The other magical binding agent is the album’s interstitial moments, which blend field recordings and ambient washes of saxophone and keys to varying degrees of abstraction. There are eight songs in the traditional sense on My Light – all of them admirable demonstrations of Jenkins’ considerable craft – but Jenkins’ tenacity in positioning these other five more impressionistic pieces among them illuminates each full song with a sort of custom halo glow. (That’s not to say, incidentally, that the interludes are purely utility moments: ‘Betelgeuse’, in particular, which features a phone recording of Jenkins’ mother marvelling at the heavens and pointing out constellations to her daughter over rolling reeds and treated pianos, is utterly transporting by itself.)

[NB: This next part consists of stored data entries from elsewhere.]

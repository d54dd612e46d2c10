use std::fs::File;
use std::io::{BufRead, BufReader};
use std::path::Path;

use polars::prelude::*;
use tracing::debug;

use crate::correction::{correct_offsets, JoinPoints};
use crate::errors::{PrepError, Result};
use crate::loader::spectrum_frame;

/// A data line holds a tab and exactly two whitespace separated floats.
pub fn parse_data_line(line: &str) -> Option<(f64, f64)> {
    if !line.contains('\t') {
        return None;
    }
    let mut parts = line.split_whitespace();
    let (x, y) = (parts.next()?, parts.next()?);
    if parts.next().is_some() {
        return None;
    }
    Some((x.parse().ok()?, y.parse().ok()?))
}

/// Collects the data lines of an ASD export. Lines are decoded lossily since
/// instrument headers are not always UTF-8.
pub fn parse_asd<R: BufRead>(mut reader: R) -> std::io::Result<(Vec<f64>, Vec<f64>)> {
    let (mut xs, mut ys) = (Vec::new(), Vec::new());
    let mut buf = Vec::new();
    loop {
        buf.clear();
        if reader.read_until(b'\n', &mut buf)? == 0 {
            break;
        }
        if let Some((x, y)) = parse_data_line(&String::from_utf8_lossy(&buf)) {
            xs.push(x);
            ys.push(y);
        }
    }
    Ok((xs, ys))
}

/// Spectrum of an ASD `.txt` file, splice corrected when `correction` is set.
pub fn extract_spectrum_from_txt(path: &Path, correction: Option<&JoinPoints>) -> Result<DataFrame> {
    let path_str = path.display().to_string();
    let with_path = |e: PrepError| {
        e.with_context("operation", "extract_spectrum_from_txt")
            .with_context("path", path_str.as_str())
    };
    let file = File::open(path).map_err(|e| with_path(PrepError::io("open", e)))?;
    let (x, y) = parse_asd(BufReader::new(file)).map_err(|e| with_path(PrepError::io("read", e)))?;
    debug!(file = %path_str, points = x.len(), "read ASD spectrum");
    let df = spectrum_frame(x, y).map_err(with_path)?;
    match correction {
        Some(joins) => correct_offsets(&df, joins).map_err(with_path),
        None => Ok(df),
    }
}
use std::io::{self, Read, Seek};

use crate::fits::error::FitsReadError;
use crate::fits::header::Header;
use crate::fits::utils::{data_size, non_negative, padded_len, skip_bytes};

/// Binary table field types, keyed by their `TFORM` code letter.
#[derive(Debug, Clone, Copy, PartialEq, Eq)]
pub enum FieldType {
    Logical,
    Bit,
    Byte,
    Int16,
    Int32,
    Int64,
    Char,
    Float32,
    Float64,
    Complex32,
    Complex64,
    Descriptor32,
    Descriptor64,
}

impl FieldType {
    pub fn from_code(code: char) -> Option<Self> {
        let t = match code.to_ascii_uppercase() {
            'L' => FieldType::Logical,
            'X' => FieldType::Bit,
            'B' => FieldType::Byte,
            'I' => FieldType::Int16,
            'J' => FieldType::Int32,
            'K' => FieldType::Int64,
            'A' => FieldType::Char,
            'E' => FieldType::Float32,
            'D' => FieldType::Float64,
            'C' => FieldType::Complex32,
            'M' => FieldType::Complex64,
            'P' => FieldType::Descriptor32,
            'Q' => FieldType::Descriptor64,
            _ => return None,
        };
        Some(t)
    }

    /// Bytes occupied by a cell holding `repeat` elements, `None` on overflow.
    pub fn width(self, repeat: usize) -> Option<usize> {
        match self {
            FieldType::Bit => Some(repeat.div_ceil(8)),
            FieldType::Logical | FieldType::Byte | FieldType::Char => Some(repeat),
            FieldType::Int16 => repeat.checked_mul(2),
            FieldType::Int32 | FieldType::Float32 => repeat.checked_mul(4),
            FieldType::Int64 | FieldType::Float64 | FieldType::Complex32 => repeat.checked_mul(8),
            FieldType::Complex64 => repeat.checked_mul(16),
            FieldType::Descriptor32 => repeat.checked_mul(8),
            FieldType::Descriptor64 => repeat.checked_mul(16),
        }
    }
}

/// Parses a `TFORMn` value such as `1D`, `E`, `16A` or `1PE(300)`.
pub fn parse_tform(tform: &str) -> Result<(usize, FieldType), FitsReadError> {
    let s = tform.trim();
    let digits = s.find(|c: char| !c.is_ascii_digit()).unwrap_or(s.len());
    let repeat = if digits == 0 {
        1
    } else {
        s[..digits]
            .parse::<usize>()
            .map_err(|e| FitsReadError::Parse(format!("bad TFORM '{tform}': {e}")))?
    };
    let code = s[digits..]
        .chars()
        .next()
        .ok_or_else(|| FitsReadError::Parse(format!("TFORM '{tform}' has no type code")))?;
    let field_type = FieldType::from_code(code)
        .ok_or_else(|| FitsReadError::Parse(format!("unknown TFORM type code in '{tform}'")))?;
    Ok((repeat, field_type))
}

#[derive(Debug, Clone)]
pub struct Field {
    pub name: String,
    pub format: String,
    pub field_type: FieldType,
    pub repeat: usize,
    pub offset: usize,
    /// Cell size in bytes.
    pub width: usize,
    pub scale: f64,
    pub zero: f64,
    pub null: Option<i64>,
}

/// Widens through the shortest decimal form of `v`, so `0.1f32` becomes
/// `0.1` rather than `0.10000000149011612`.
fn widen_f32(v: f32) -> f64 {
    v.to_string().parse().unwrap_or(v as f64)
}

impl Field {
    fn scaled(&self, raw: f64) -> f64 {
        raw * self.scale + self.zero
    }

    fn scaled_int(&self, raw: i64) -> f64 {
        if self.null == Some(raw) {
            f64::NAN
        } else {
            self.scaled(raw as f64)
        }
    }

    fn decode_into(&self, cell: &[u8], out: &mut Vec<f64>) -> Result<(), FitsReadError> {
        match self.field_type {
            FieldType::Logical => out.extend(cell.iter().map(|b| match b {
                b'T' => 1.0,
                b'F' => 0.0,
                _ => f64::NAN,
            })),
            FieldType::Byte => out.extend(cell.iter().map(|b| self.scaled_int(*b as i64))),
            FieldType::Int16 => out.extend(
                cell.chunks_exact(2)
                    .map(|c| self.scaled_int(i16::from_be_bytes([c[0], c[1]]) as i64)),
            ),
            FieldType::Int32 => out.extend(cell.chunks_exact(4).map(|c| {
                self.scaled_int(i32::from_be_bytes([c[0], c[1], c[2], c[3]]) as i64)
            })),
            FieldType::Int64 => out.extend(cell.chunks_exact(8).map(|c| {
                let mut b = [0u8; 8];
                b.copy_from_slice(c);
                self.scaled_int(i64::from_be_bytes(b))
            })),
            FieldType::Float32 => out.extend(
                cell.chunks_exact(4)
                    .map(|c| self.scaled(widen_f32(f32::from_be_bytes([c[0], c[1], c[2], c[3]])))),
            ),
            FieldType::Float64 => out.extend(cell.chunks_exact(8).map(|c| {
                let mut b = [0u8; 8];
                b.copy_from_slice(c);
                self.scaled(f64::from_be_bytes(b))
            })),
            _ => {
                return Err(FitsReadError::Unsupported(format!(
                    "column '{}' has non-numeric TFORM '{}'",
                    self.name, self.format
                )))
            }
        }
        Ok(())
    }
}

/// A `BINTABLE` extension with its main table loaded in memory. The heap,
/// if any, is skipped.
#[derive(Debug, Clone)]
pub struct BinTable {
    pub header: Header,
    row_len: usize,
    nrows: usize,
    fields: Vec<Field>,
    data: Vec<u8>,
}

impl BinTable {
    /// Builds the table from an already read extension header; `reader` must
    /// sit at the start of the data unit and is left at the next HDU.
    pub fn read_from<R: Read + Seek>(header: Header, reader: &mut R) -> Result<Self, FitsReadError> {
        let row_len = non_negative(&header, "NAXIS1")?;
        let nrows = non_negative(&header, "NAXIS2")?;
        let tfields = header.get_int("TFIELDS").unwrap_or(0).max(0) as usize;

        let mut fields = Vec::with_capacity(tfields);
        let mut offset = 0usize;
        for i in 1..=tfields {
            let format = header
                .get_str(&format!("TFORM{i}"))
                .ok_or_else(|| FitsReadError::Parse(format!("Missing TFORM{i}")))?
                .to_string();
            let (repeat, field_type) = parse_tform(&format)?;
            let width = field_type
                .width(repeat)
                .ok_or_else(|| FitsReadError::Parse(format!("TFORM{i} '{format}' is too wide")))?;
            let field = Field {
                name: header
                    .get_str(&format!("TTYPE{i}"))
                    .map(str::to_string)
                    .unwrap_or_else(|| format!("col{i}")),
                format,
                field_type,
                repeat,
                offset,
                width,
                scale: header.get_float(&format!("TSCAL{i}")).unwrap_or(1.0),
                zero: header.get_float(&format!("TZERO{i}")).unwrap_or(0.0),
                null: header.get_int(&format!("TNULL{i}")),
            };
            offset = offset
                .checked_add(width)
                .ok_or_else(|| FitsReadError::Parse("TFORM widths overflow".into()))?;
            fields.push(field);
        }
        if offset > row_len {
            return Err(FitsReadError::Parse(format!(
                "TFORM widths sum to {offset} bytes but NAXIS1 is {row_len}"
            )));
        }

        let table_len = row_len.checked_mul(nrows).ok_or_else(|| {
            FitsReadError::Parse(format!("NAXIS1 {row_len} x NAXIS2 {nrows} overflows"))
        })?;
        let padded = padded_len(data_size(&header)?)?;
        // The buffer grows with what the stream delivers, not with NAXIS2.
        let mut data = Vec::new();
        reader
            .by_ref()
            .take(table_len as u64)
            .read_to_end(&mut data)?;
        if data.len() < table_len {
            return Err(FitsReadError::Io(io::Error::new(
                io::ErrorKind::UnexpectedEof,
                format!("table holds {} of {table_len} bytes", data.len()),
            )));
        }
        skip_bytes(reader, padded.saturating_sub(table_len))?;

        Ok(BinTable {
            header,
            row_len,
            nrows,
            fields,
            data,
        })
    }

    pub fn name(&self) -> Option<&str> {
        self.header.get_str("EXTNAME")
    }

    pub fn nrows(&self) -> usize {
        self.nrows
    }

    pub fn fields(&self) -> &[Field] {
        &self.fields
    }

    /// Looks a column up by `TTYPE`, exact match first, then ignoring ASCII case.
    pub fn field(&self, name: &str) -> Result<&Field, FitsReadError> {
        self.fields
            .iter()
            .find(|f| f.name == name)
            .or_else(|| self.fields.iter().find(|f| f.name.eq_ignore_ascii_case(name)))
            .ok_or_else(|| FitsReadError::MissingColumn {
                extension: self.name().unwrap_or("").to_string(),
                column: name.to_string(),
            })
    }

    /// All values of a numeric column, row by row, with vector cells
    /// flattened in order. `TSCAL`/`TZERO` are applied and integer `TNULL`
    /// values become NaN.
    pub fn column_f64(&self, name: &str) -> Result<Vec<f64>, FitsReadError> {
        let field = self.field(name)?;
        let mut out = Vec::new();
        if self.row_len == 0 {
            return Ok(out);
        }
        for row in self.data.chunks_exact(self.row_len) {
            field.decode_into(&row[field.offset..field.offset + field.width], &mut out)?;
        }
        Ok(out)
    }
}
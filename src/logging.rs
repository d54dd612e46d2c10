//! Logging setup for the `specprep` binary.
//!
//! Diagnostics go to stderr through `tracing`, so CSV written to stdout stays
//! clean. `RUST_LOG` overrides the verbosity chosen on the command line.

use tracing_subscriber::EnvFilter;

use crate::errors::{PrepError, Result};

/// Filter directive for a `-v` count (negative for `-q`).
pub fn level_for(verbosity: i8) -> &'static str {
    match verbosity {
        i8::MIN..=-1 => "error",
        0 => "info",
        1 => "debug",
        _ => "trace",
    }
}

pub fn init_logging(verbosity: i8) -> Result<()> {
    let filter = EnvFilter::try_from_default_env()
        .unwrap_or_else(|_| EnvFilter::new(level_for(verbosity)));
    tracing_subscriber::fmt()
        .with_env_filter(filter)
        .with_writer(std::io::stderr)
        .with_target(false)
        .try_init()
        .map_err(|e| {
            PrepError::validation(format!("cannot install logger: {e}"))
                .with_context("operation", "init_logging")
        })
}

Timeless songs, then, around gentle experimentation: it all adds up to a record that arcs elegantly from beginning to end, with each section perfectly packaged but also combining with its surroundings to contribute to a greater whole. The songwriting is concise, varied and memorable, and the expert, zero-jeopardy playing only contributes to the album’s sense of absolute assuredness. It’s a deeply satisfying listen – one of this year’s best records, to be blunt – but also, zooming out for a second, it’s also deeply satisfying that it exists at all. After all, there’s an increasing feeling amid the frenzied hype-driven instant-gratification pay-to-play pop landscape that Jenkins’ decade-long overnight success is not something that happens much anymore, and My Light, My Destroyer is a testament to why it should: a record this moving and expressive could only have been made by a musician decades into a career, one who has evidently experienced setbacks and letdowns and who has developed the confidence to persevere at her own perfectly poised pace as a result — and been afforded the time to do so. The early-career toil and the scrapped albums are not directly audible in My Light, but it’s also impossible to imagine a record this naturalistic existing without that foundational dimension.

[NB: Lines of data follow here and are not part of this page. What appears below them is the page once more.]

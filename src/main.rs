use std::io::Write;
use std::path::Path;
use std::process;

use anyhow::Context;
use clap::Parser;
use polars::prelude::DataFrame;
use tracing::{error, info};

use specprep::cli::{apply_process_flags, Cli, Commands};
use specprep::config::Config;
use specprep::fits::{Hdu, HduList};
use specprep::io::{preprocess_folder, write_csv, write_csv_to};
use specprep::logging::init_logging;
use specprep::{extract_spectrum_from_fits, extract_spectrum_from_txt};

const EXIT_FILE_FAILURES: i32 = 2;

fn main() {
    let cli = Cli::parse();
    if let Err(e) = init_logging(cli.verbosity()) {
        eprintln!("{e}");
    }
    let code = match run(cli) {
        Ok(code) => code,
        Err(e) => {
            error!("{e:#}");
            1
        }
    };
    process::exit(code);
}

fn emit(df: DataFrame, output: Option<&Path>) -> anyhow::Result<()> {
    match output {
        Some(path) => {
            write_csv(&df, path)?;
            info!(output = %path.display(), rows = df.height(), "written");
        }
        None => {
            let mut stdout = std::io::stdout().lock();
            write_csv_to(&df, &mut stdout)?;
            stdout.flush()?;
        }
    }
    Ok(())
}

fn inspect(path: &Path) -> anyhow::Result<()> {
    let hdul = HduList::from_path(path)
        .with_context(|| format!("cannot read {}", path.display()))?;
    for (i, hdu) in hdul.iter().enumerate() {
        let name = hdu.name().unwrap_or("");
        match hdu {
            Hdu::BinTable(t) => {
                println!("{i:>3}  {:<9} {:<16} {} rows", hdu.kind(), name, t.nrows());
                for f in t.fields() {
                    println!("       {:<24} {}", f.name, f.format);
                }
            }
            _ => println!("{i:>3}  {:<9} {}", hdu.kind(), name),
        }
    }
    Ok(())
}

fn run(cli: Cli) -> anyhow::Result<i32> {
    let config_flag = cli.config;
    let load = || Config::resolve(config_flag.as_deref());
    match cli.command {
        Commands::Process {
            input_dir,
            overwrite,
            no_offset_correction,
            join1,
            join2,
            suffix,
            jobs,
        } => {
            let mut config = load()?;
            apply_process_flags(
                &mut config,
                overwrite,
                no_offset_correction,
                join1,
                join2,
                suffix,
                jobs,
            );
            let report = preprocess_folder(&input_dir, &config.process_options())?;
            if report.has_failures() {
                return Ok(EXIT_FILE_FAILURES);
            }
        }
        Commands::Fits { file, output } => {
            let config = load()?;
            let df = extract_spectrum_from_fits(&file, &config.fits)?;
            emit(df, output.as_deref())?;
        }
        Commands::Txt {
            file,
            correct,
            join1,
            join2,
            output,
        } => {
            let mut config = load()?;
            if let Some(j) = join1 {
                config.offsets.join1 = j;
            }
            if let Some(j) = join2 {
                config.offsets.join2 = j;
            }
            let correction = correct.then_some(&config.offsets);
            let df = extract_spectrum_from_txt(&file, correction)?;
            emit(df, output.as_deref())?;
        }
        Commands::Inspect { file } => inspect(&file)?,
        Commands::InitConfig { path, force } => {
            let written = Config::init_file(config_flag.as_deref(), path, force)?;
            info!(path = %written.display(), "wrote config");
        }
    }
    Ok(0)
}
//! Convert SCAM `.fits` and ASD `.txt` spectra into two column (`x`, `y`)
//! CSV files for plotting.
//!
//! The usual entry point is [`io::preprocess_folder`], which converts every
//! recognised file in a folder into a sibling `<folder>_processed/` folder.
//! The single-file loaders live in [`loader`], the splice correction for ASD
//! spectra in [`correction`], and a small binary-table FITS reader in
//! [`fits`].

pub mod cli;
pub mod config;
pub mod correction;
pub mod errors;
pub mod fits;
pub mod io;
pub mod loader;
pub mod logging;

pub use config::Config;
pub use correction::{correct_offsets, JoinPair, JoinPoints};
pub use errors::{PrepError, PrepErrorKind, Result};
pub use io::{preprocess_folder, FileOutcome, ProcessOptions, ProcessReport};
pub use loader::{extract_spectrum_from_fits, extract_spectrum_from_txt, FitsLayout};
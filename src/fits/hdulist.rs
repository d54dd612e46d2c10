use std::fs::File;
use std::io::{BufReader, Read, Seek, SeekFrom};
use std::path::Path;

use crate::fits::bintable::BinTable;
use crate::fits::error::FitsReadError;
use crate::fits::header::Header;
use crate::fits::primary::PrimaryHdu;
use crate::fits::utils::{data_size, padded_len, skip_bytes};

const XTENSION: &[u8] = b"XTENSION";

/// True when the next bytes start another extension header. Trailing
/// padding or junk after the last HDU ends the list.
fn next_is_extension<R: Read + Seek>(reader: &mut R) -> Result<bool, FitsReadError> {
    let mut buf = Vec::with_capacity(XTENSION.len());
    reader
        .by_ref()
        .take(XTENSION.len() as u64)
        .read_to_end(&mut buf)?;
    reader.seek(SeekFrom::Current(-(buf.len() as i64)))?;
    Ok(buf == XTENSION)
}

#[derive(Debug)]
pub enum Hdu {
    Primary(PrimaryHdu),
    BinTable(BinTable),
    /// Any other extension; only its header is kept.
    Other(Header),
}

impl Hdu {
    pub fn header(&self) -> &Header {
        match self {
            Hdu::Primary(p) => &p.header,
            Hdu::BinTable(t) => &t.header,
            Hdu::Other(h) => h,
        }
    }

    pub fn name(&self) -> Option<&str> {
        self.header().get_str("EXTNAME")
    }

    pub fn kind(&self) -> &str {
        match self {
            Hdu::Primary(_) => "PRIMARY",
            Hdu::BinTable(_) => "BINTABLE",
            Hdu::Other(h) => h.get_str("XTENSION").unwrap_or("UNKNOWN"),
        }
    }
}

#[derive(Debug, Default)]
pub struct HduList {
    pub hdus: Vec<Hdu>,
}

impl HduList {
    pub fn from_path(path: &Path) -> Result<Self, FitsReadError> {
        let mut reader = BufReader::new(File::open(path)?);
        Self::from_reader(&mut reader)
    }

    pub fn from_reader<R: Read + Seek>(reader: &mut R) -> Result<Self, FitsReadError> {
        let mut hdus = vec![Hdu::Primary(PrimaryHdu::read_from(reader)?)];
        while next_is_extension(reader)? {
            let header = Header::read_from(reader)?;
            let xtension = header
                .get_str("XTENSION")
                .map(|s| s.trim().to_uppercase())
                .unwrap_or_default();
            if xtension == "BINTABLE" {
                hdus.push(Hdu::BinTable(BinTable::read_from(header, reader)?));
            } else {
                skip_bytes(reader, padded_len(data_size(&header)?)?)?;
                hdus.push(Hdu::Other(header));
            }
        }
        Ok(HduList { hdus })
    }

    pub fn len(&self) -> usize {
        self.hdus.len()
    }

    pub fn is_empty(&self) -> bool {
        self.hdus.is_empty()
    }

    pub fn iter(&self) -> std::slice::Iter<'_, Hdu> {
        self.hdus.iter()
    }

    /// Binary table whose `EXTNAME` is `name`; exact match wins over a
    /// case-insensitive one.
    pub fn table(&self, name: &str) -> Result<&BinTable, FitsReadError> {
        let tables = || {
            self.hdus.iter().filter_map(|h| match h {
                Hdu::BinTable(t) => Some(t),
                _ => None,
            })
        };
        tables()
            .find(|t| t.name() == Some(name))
            .or_else(|| {
                tables().find(|t| t.name().is_some_and(|n| n.eq_ignore_ascii_case(name)))
            })
            .ok_or_else(|| FitsReadError::MissingExtension(name.to_string()))
    }
}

That makes it a record to cherish – the positive side of a sliding doors moment where the alternate reality sees Overview gathering digital moss in some undiscovered Spotify nook, and Jenkins retreating from view. So luxuriate in Jenkins’ wonderful songwriting and knack for subtlety and sequencing, in her great taste and apparently instinctive sense for how to build an album. But also marvel that we have this album at all: the road that has apparently led Jenkins to this peak of her powers may have been long and winding, but that journey makes this record of humble admiration at people, the planet, and the heavens, all the more stirring.